• EXERCISE OBJECTIVE
Please go line by line through the material and copy each one containing the word "KeyCode".

• STORED DATA
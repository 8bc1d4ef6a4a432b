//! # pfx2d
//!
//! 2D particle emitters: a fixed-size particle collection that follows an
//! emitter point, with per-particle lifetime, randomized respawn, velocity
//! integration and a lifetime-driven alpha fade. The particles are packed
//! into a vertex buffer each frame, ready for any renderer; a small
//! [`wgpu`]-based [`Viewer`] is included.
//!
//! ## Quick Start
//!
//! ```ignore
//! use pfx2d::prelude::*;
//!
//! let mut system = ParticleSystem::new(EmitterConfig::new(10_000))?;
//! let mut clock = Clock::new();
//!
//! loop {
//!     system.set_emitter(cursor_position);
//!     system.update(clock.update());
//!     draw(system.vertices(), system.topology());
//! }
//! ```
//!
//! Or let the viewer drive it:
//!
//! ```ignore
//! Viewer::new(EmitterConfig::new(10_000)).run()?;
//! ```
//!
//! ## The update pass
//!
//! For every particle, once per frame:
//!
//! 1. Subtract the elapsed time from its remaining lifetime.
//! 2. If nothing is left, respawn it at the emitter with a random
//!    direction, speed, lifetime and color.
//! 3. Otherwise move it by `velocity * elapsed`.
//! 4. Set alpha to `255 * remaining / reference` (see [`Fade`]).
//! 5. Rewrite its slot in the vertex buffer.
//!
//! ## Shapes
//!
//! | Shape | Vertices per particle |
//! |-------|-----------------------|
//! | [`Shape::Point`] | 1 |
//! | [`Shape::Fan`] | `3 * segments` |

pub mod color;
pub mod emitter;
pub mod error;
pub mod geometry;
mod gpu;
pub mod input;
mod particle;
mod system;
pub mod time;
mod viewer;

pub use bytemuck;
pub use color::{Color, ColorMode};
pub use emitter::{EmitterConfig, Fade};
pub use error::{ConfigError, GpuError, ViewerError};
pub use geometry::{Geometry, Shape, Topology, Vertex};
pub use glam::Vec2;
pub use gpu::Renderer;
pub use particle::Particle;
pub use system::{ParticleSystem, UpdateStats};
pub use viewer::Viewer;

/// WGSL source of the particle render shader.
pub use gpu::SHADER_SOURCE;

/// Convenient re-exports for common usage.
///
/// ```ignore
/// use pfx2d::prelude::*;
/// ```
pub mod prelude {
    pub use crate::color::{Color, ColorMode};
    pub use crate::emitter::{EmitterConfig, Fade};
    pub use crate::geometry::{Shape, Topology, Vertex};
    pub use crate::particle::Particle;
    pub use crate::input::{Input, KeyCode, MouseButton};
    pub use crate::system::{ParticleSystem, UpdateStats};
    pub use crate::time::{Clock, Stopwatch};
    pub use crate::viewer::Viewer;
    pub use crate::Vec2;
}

...

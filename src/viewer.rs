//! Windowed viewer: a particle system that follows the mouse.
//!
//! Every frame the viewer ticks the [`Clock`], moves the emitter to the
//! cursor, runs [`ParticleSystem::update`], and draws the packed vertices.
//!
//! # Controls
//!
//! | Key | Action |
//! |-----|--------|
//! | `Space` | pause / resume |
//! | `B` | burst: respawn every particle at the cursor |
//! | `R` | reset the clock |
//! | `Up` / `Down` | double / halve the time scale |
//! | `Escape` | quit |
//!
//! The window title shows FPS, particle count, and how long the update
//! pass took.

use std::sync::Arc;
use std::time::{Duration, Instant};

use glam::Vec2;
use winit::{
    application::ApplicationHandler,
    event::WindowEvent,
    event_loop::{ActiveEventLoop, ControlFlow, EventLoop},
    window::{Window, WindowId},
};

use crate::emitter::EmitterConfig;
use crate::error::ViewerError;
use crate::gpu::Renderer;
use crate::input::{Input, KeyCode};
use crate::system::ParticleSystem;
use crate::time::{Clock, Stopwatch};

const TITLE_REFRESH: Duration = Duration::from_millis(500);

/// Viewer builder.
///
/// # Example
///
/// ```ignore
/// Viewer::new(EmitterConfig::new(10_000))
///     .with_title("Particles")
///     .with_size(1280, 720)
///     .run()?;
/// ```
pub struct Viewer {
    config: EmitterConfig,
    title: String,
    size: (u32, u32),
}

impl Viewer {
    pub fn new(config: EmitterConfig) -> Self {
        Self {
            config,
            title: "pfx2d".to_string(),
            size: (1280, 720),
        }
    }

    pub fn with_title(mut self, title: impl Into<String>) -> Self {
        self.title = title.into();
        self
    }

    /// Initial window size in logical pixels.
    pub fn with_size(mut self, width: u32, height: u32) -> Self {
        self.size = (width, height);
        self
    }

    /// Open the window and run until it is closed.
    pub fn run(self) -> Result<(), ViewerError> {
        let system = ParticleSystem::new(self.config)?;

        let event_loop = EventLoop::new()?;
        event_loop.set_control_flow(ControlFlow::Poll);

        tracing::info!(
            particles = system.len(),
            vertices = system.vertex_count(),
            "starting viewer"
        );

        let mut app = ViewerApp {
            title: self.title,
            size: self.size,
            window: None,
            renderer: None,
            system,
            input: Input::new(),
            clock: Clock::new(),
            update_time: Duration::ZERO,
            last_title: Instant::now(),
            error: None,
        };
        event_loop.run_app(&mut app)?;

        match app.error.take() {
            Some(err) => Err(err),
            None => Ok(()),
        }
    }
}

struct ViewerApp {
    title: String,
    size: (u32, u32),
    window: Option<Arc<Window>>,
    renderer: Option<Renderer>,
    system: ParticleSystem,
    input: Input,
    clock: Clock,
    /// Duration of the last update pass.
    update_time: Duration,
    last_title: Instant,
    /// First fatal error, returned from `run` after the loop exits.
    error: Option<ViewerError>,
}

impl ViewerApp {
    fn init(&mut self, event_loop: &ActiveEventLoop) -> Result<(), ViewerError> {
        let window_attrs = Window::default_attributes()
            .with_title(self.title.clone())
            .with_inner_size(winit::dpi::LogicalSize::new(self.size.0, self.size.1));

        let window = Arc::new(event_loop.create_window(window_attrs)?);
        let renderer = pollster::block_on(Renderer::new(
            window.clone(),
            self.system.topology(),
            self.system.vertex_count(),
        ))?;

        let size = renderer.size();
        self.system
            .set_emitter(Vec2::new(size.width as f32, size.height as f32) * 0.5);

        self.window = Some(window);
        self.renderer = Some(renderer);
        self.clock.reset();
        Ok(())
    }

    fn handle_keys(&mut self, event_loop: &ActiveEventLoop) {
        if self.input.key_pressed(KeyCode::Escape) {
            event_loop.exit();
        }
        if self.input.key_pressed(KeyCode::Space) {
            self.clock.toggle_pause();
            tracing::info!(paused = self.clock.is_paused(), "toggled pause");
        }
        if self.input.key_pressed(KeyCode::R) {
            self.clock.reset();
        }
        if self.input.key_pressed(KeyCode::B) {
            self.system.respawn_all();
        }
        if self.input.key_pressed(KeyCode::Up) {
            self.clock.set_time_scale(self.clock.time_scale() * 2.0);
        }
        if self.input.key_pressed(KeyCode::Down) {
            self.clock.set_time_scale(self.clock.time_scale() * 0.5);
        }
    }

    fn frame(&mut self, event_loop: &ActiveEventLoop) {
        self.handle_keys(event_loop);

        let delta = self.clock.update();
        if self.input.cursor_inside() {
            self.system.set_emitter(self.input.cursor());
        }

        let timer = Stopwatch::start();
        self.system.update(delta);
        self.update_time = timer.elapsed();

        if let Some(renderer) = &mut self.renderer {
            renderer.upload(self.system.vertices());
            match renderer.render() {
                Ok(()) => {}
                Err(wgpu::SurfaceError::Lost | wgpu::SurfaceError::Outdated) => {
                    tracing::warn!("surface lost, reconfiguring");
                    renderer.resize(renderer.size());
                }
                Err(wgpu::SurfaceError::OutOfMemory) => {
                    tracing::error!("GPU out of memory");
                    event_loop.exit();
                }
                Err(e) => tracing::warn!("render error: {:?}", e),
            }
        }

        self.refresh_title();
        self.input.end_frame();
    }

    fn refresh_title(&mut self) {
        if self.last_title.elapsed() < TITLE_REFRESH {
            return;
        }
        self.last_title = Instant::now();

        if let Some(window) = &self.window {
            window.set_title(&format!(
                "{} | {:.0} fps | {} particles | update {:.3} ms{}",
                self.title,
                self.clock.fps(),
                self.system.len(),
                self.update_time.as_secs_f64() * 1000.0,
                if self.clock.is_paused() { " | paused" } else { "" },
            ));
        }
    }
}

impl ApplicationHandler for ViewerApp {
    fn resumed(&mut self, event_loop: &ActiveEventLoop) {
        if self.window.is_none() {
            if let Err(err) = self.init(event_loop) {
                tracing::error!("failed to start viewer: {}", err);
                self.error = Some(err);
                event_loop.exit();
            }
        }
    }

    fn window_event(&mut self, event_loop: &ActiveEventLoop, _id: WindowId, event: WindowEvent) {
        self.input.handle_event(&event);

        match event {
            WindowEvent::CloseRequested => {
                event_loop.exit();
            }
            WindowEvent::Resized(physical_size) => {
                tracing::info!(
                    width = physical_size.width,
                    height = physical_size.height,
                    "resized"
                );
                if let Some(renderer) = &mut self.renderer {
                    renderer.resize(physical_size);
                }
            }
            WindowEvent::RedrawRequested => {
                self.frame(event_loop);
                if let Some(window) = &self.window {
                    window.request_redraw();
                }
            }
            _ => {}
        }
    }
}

• ANSWER BOX
    pub use crate::input::{Input, KeyCode, MouseButton};
use crate::input::{Input, KeyCode};
        if self.input.key_pressed(KeyCode::Escape) {
        if self.input.key_pressed(KeyCode::Space) {
        if self.input.key_pressed(KeyCode::R) {
        if self.input.key_pressed(KeyCode::B) {
        if self.input.key_pressed(KeyCode::Up) {
        if self.input.key_pressed(KeyCode::Down) {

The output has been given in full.